2. Profile to Find the Bottleneck

   Once you have confirmed slowness, profile to find where the time is going. Never guess:

   import cProfile
   import pstats
   import io
   
   def outer(data):
       step1 = process(data)           # filtering and squaring
       step2 = sorted(step1)           # sorting
       step3 = sum(step2)              # summing
       return step3
   
   # profile the full call
   profiler = cProfile.Profile()
   profiler.enable()
   outer(data)
   profiler.disable()
   
   stream = io.StringIO()
   stats  = pstats.Stats(profiler, stream=stream)
   stats.sort_stats("cumulative")
   stats.print_stats(5)
   print(stream.getvalue())
   
   # output tells you exactly which function is the bottleneck
   # do not guess — read the profiler output

3. Fix in the Right Order

   Algorithm and data structure first — this is always the highest-impact fix:

   # ❌ O(n²) — checking membership in a list
   def find_common(list1, list2):
       return [x for x in list1 if x in list2]  # O(n²)
   
   # ✅ O(n) — convert to set first
   def find_common_fast(list1, list2):
       set2 = set(list2)                         # O(n) to build
       return [x for x in list1 if x in set2]   # O(1) per lookup
   
   data1 = list(range(10_000))
   data2 = list(range(5_000, 15_000))
   
   import timeit
   t1 = timeit.timeit(lambda: find_common(data1, data2),      number=10)
   t2 = timeit.timeit(lambda: find_common_fast(data1, data2), number=10)
   
   print(f"O(n²) : {t1:.3f}s")
   print(f"O(n)  : {t2:.3f}s")
   print(f"speedup: {t1/t2:.1f}x")
   # a 10,000 element list → ~100x speedup
   # no numpy, no cython, no C — just the right data structure

   Python overhead second — once the algorithm is right, reduce interpreter overhead:

   import math
   
   # ❌ global lookup on every iteration
   def slow(data):
       return [math.sqrt(x) for x in data]
   
   # ✅ cache as local variable
   def fast(data):
       sqrt = math.sqrt
       return [sqrt(x) for x in data]

   NumPy third — when the operation is numerical and the data is large:

   import numpy as np
   
   # ✅ vectorized — bypasses interpreter entirely
   arr  = np.array(data, dtype=np.float64)
   result = np.sqrt(arr)   # single C call

   Escalate only if still not enough — Cython, Numba, and C extensions are powerful but add significant complexity.
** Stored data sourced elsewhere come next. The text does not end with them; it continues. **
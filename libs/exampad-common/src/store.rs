use crate::config::ExamConfig;
use crate::types::Language;
use redis::Commands;
use std::collections::BTreeMap;
use std::fs;
use std::path::{Path, PathBuf};
use thiserror::Error;
use tracing::{debug, info};

/// Durable key-value semantics - defines only the key layout, not runtime logic.
/// Every editor instance reading the same question must derive the same keys,
/// so the format is fixed.

pub const CODE_PREFIX: &str = "exam_code";
pub const LAST_LANGUAGE_KEY: &str = "exam_language";

/// Key holding the saved buffer for one question/language pair
pub fn code_key(question_id: &str, language: &Language) -> String {
    format!("{}_{}_{}", CODE_PREFIX, question_id, language)
}

#[derive(Debug, Error)]
pub enum StoreError {
    #[error("store i/o error: {0}")]
    Io(#[from] std::io::Error),
    #[error("store file is not valid JSON: {0}")]
    Json(#[from] serde_json::Error),
    #[error("redis error: {0}")]
    Redis(#[from] redis::RedisError),
}

pub type StoreResult<T> = Result<T, StoreError>;

/// String-to-string store that outlives the editor session.
///
/// Writes are last-write-wins snapshots; there is no delete.
pub trait KvStore: Send {
    fn get(&mut self, key: &str) -> StoreResult<Option<String>>;
    fn set(&mut self, key: &str, value: &str) -> StoreResult<()>;
}

#[derive(Debug, Default, Clone)]
pub struct MemoryStore {
    entries: BTreeMap<String, String>,
}

impl MemoryStore {
    pub fn new() -> Self {
        Self::default()
    }

    pub fn len(&self) -> usize {
        self.entries.len()
    }

    pub fn is_empty(&self) -> bool {
        self.entries.is_empty()
    }
}

impl KvStore for MemoryStore {
    fn get(&mut self, key: &str) -> StoreResult<Option<String>> {
        Ok(self.entries.get(key).cloned())
    }

    fn set(&mut self, key: &str, value: &str) -> StoreResult<()> {
        self.entries.insert(key.to_string(), value.to_string());
        Ok(())
    }
}

/// JSON object on disk, rewritten in full on every `set`.
#[derive(Debug)]
pub struct FileStore {
    path: PathBuf,
    entries: BTreeMap<String, String>,
}

impl FileStore {
    pub fn open<P: AsRef<Path>>(path: P) -> StoreResult<Self> {
        let path = path.as_ref().to_path_buf();
        let entries = if path.exists() {
            let content = fs::read_to_string(&path)?;
            if content.trim().is_empty() {
                BTreeMap::new()
            } else {
                serde_json::from_str(&content)?
            }
        } else {
            BTreeMap::new()
        };
        debug!(path = %path.display(), entries = entries.len(), "Opened file store");
        Ok(Self { path, entries })
    }

    pub fn path(&self) -> &Path {
        &self.path
    }

    fn flush(&self) -> StoreResult<()> {
        if let Some(parent) = self.path.parent() {
            if !parent.as_os_str().is_empty() {
                fs::create_dir_all(parent)?;
            }
        }
        let json = serde_json::to_string_pretty(&self.entries)?;
        fs::write(&self.path, json)?;
        Ok(())
    }
}

impl KvStore for FileStore {
    fn get(&mut self, key: &str) -> StoreResult<Option<String>> {
        Ok(self.entries.get(key).cloned())
    }

    fn set(&mut self, key: &str, value: &str) -> StoreResult<()> {
        if self.entries.get(key).map(String::as_str) == Some(value) {
            return Ok(());
        }
        self.entries.insert(key.to_string(), value.to_string());
        self.flush()
    }
}

/// Shared store for several machines editing the same questions.
pub struct RedisStore {
    conn: redis::Connection,
}

impl RedisStore {
    pub fn connect(url: &str) -> StoreResult<Self> {
        let client = redis::Client::open(url)?;
        let conn = client.get_connection()?;
        Ok(Self { conn })
    }
}

impl KvStore for RedisStore {
    fn get(&mut self, key: &str) -> StoreResult<Option<String>> {
        Ok(self.conn.get(key)?)
    }

    fn set(&mut self, key: &str, value: &str) -> StoreResult<()> {
        let _: () = self.conn.set(key, value)?;
        Ok(())
    }
}

/// Pick the backend named by the configuration: Redis when a URL is set,
/// otherwise the JSON file.
pub fn open_store(config: &ExamConfig) -> StoreResult<Box<dyn KvStore>> {
    match &config.redis_url {
        Some(url) => {
            let store = RedisStore::connect(url)?;
            info!(url = %url, "Using Redis store");
            Ok(Box::new(store))
        }
        None => {
            let store = FileStore::open(&config.store_path)?;
            info!(path = %config.store_path.display(), "Using file store");
            Ok(Box::new(store))
        }
    }
}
They should only be reached when the above steps have been exhausted and measured:

   # Numba — JIT compile a numerical function
   from numba import jit
   
   @jit(nopython=True)
   def numba_squares(arr):
       result = np.empty(len(arr))
       for i in range(len(arr)):
           result[i] = arr[i] ** 2
       return result
   
   # first call compiles — subsequent calls run at C speed

The Complete Workflow in Practice

  symptom: "the report generation takes 45 seconds"
       │
       ▼
  timeit → confirmed: report() takes 45s per call
       │
       ▼
  cProfile → bottleneck: find_duplicates() called 10,000 times
       │
       ▼
  line_profiler → bottleneck line: if item in seen_list  ← O(n) lookup
       │
       ▼
  fix: change seen_list to seen_set  ← O(1) lookup
       │
       ▼
  timeit → report() now takes 0.8s  ← 56x faster
       │
       ▼
  done — no numpy, no cython needed

The most common outcome is that fixing the algorithm or data structure is all that is needed. The escalation path to Cython and C extensions exists for the rare cases where Python genuinely cannot go fast enough. Numerical simulations, real-time signal processing, game engines, not for typical application code.